Work order:
The answer must be one number: how many lines in the data below include the string "chars".

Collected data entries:

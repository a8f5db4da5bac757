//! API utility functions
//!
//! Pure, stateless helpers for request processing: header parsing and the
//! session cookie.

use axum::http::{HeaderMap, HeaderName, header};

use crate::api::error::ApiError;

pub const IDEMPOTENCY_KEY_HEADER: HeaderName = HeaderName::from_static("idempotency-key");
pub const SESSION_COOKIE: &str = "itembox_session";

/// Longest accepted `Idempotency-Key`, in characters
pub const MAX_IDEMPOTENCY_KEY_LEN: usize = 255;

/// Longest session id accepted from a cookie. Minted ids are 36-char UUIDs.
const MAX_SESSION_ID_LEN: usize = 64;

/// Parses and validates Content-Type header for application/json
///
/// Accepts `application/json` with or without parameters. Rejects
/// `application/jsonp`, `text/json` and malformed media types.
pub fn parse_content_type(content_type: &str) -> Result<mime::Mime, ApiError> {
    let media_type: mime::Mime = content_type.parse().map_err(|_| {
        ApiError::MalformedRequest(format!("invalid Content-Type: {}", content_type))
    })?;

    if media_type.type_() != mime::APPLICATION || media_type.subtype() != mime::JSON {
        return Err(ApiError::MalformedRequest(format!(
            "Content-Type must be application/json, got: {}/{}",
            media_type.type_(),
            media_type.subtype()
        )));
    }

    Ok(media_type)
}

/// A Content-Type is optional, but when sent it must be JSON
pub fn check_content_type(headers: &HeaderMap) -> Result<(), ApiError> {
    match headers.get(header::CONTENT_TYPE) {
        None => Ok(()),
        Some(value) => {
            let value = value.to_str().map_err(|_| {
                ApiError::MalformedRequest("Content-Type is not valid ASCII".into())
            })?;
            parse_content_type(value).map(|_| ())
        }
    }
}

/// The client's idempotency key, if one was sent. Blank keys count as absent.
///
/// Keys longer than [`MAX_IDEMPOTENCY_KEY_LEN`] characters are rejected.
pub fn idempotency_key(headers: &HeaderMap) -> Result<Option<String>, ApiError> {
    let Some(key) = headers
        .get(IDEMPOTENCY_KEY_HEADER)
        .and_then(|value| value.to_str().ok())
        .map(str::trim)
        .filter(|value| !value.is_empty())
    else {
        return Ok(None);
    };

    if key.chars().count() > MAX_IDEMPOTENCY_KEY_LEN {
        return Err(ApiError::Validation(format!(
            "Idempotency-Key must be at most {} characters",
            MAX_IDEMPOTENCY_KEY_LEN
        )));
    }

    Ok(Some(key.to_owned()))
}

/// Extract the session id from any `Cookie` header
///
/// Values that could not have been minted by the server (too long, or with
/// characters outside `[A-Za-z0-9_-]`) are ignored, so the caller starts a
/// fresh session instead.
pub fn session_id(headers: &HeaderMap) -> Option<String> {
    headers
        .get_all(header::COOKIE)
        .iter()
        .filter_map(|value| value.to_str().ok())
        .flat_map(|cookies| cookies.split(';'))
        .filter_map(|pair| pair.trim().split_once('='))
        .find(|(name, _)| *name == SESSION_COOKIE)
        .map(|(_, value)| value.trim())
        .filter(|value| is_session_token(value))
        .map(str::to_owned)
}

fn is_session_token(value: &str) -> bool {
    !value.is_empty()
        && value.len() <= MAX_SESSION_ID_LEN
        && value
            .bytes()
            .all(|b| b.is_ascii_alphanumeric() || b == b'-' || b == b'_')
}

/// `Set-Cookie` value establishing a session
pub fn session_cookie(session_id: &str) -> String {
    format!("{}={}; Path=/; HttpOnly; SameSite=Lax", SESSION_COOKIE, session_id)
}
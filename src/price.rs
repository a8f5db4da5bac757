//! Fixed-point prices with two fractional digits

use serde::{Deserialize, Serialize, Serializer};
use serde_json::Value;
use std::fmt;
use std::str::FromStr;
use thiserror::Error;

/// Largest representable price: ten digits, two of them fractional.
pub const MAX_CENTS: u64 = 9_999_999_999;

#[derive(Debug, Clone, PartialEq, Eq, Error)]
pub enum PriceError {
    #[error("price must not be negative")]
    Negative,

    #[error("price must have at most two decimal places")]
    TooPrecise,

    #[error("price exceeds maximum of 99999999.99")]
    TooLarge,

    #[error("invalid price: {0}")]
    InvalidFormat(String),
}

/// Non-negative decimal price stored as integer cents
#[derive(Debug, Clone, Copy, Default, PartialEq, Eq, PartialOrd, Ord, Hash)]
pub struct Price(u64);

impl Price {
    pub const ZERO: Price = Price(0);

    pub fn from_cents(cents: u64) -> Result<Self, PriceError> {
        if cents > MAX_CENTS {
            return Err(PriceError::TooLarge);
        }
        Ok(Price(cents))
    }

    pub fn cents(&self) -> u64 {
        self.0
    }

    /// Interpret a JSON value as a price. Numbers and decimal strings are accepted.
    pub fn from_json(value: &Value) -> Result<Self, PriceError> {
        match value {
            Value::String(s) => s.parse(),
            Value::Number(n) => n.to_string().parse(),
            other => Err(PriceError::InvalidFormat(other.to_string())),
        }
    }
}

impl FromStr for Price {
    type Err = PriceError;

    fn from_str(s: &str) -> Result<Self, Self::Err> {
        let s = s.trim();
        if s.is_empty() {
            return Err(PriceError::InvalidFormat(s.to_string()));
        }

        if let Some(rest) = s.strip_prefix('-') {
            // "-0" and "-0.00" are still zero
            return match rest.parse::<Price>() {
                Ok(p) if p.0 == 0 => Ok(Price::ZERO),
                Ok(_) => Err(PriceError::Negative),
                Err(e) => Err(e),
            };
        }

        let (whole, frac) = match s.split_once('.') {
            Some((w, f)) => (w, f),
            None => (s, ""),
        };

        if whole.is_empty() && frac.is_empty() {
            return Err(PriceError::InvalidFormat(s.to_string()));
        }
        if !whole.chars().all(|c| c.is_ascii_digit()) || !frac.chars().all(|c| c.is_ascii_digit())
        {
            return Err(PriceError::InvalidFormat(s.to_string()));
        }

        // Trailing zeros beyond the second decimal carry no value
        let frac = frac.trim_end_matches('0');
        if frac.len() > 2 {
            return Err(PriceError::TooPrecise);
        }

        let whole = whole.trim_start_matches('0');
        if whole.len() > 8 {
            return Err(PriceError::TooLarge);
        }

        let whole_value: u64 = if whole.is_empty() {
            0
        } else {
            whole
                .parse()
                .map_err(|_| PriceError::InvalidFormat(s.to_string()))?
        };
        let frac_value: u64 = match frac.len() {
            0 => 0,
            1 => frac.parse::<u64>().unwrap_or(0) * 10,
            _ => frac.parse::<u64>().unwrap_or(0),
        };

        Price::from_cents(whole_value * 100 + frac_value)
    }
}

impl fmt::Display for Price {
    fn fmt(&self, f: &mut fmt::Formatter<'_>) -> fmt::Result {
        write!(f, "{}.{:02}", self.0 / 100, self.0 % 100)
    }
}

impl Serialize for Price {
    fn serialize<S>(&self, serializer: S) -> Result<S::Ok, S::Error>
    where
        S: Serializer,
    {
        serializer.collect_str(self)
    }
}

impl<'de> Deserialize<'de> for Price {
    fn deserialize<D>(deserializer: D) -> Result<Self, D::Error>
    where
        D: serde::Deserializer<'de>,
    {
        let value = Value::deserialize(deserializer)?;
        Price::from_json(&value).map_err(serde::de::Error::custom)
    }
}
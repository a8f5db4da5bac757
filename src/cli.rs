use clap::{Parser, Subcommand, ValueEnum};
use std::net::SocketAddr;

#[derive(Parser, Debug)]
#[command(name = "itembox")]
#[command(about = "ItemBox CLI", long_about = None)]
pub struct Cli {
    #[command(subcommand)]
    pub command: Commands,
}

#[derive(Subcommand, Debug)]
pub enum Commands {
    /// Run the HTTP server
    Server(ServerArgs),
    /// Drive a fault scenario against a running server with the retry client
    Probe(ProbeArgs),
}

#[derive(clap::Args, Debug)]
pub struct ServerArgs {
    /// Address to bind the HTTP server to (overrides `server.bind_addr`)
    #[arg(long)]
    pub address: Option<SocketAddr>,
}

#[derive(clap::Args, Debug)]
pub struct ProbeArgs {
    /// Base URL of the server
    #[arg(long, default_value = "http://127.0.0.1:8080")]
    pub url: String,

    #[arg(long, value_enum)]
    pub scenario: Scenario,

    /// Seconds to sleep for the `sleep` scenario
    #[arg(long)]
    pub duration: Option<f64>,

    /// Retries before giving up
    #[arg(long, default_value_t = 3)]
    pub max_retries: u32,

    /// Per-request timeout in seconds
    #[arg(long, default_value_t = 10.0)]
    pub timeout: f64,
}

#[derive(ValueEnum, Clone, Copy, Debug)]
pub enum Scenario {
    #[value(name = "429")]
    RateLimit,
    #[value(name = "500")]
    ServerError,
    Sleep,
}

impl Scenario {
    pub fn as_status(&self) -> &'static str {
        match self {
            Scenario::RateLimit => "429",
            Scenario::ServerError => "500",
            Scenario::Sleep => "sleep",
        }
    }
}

Answer section:
2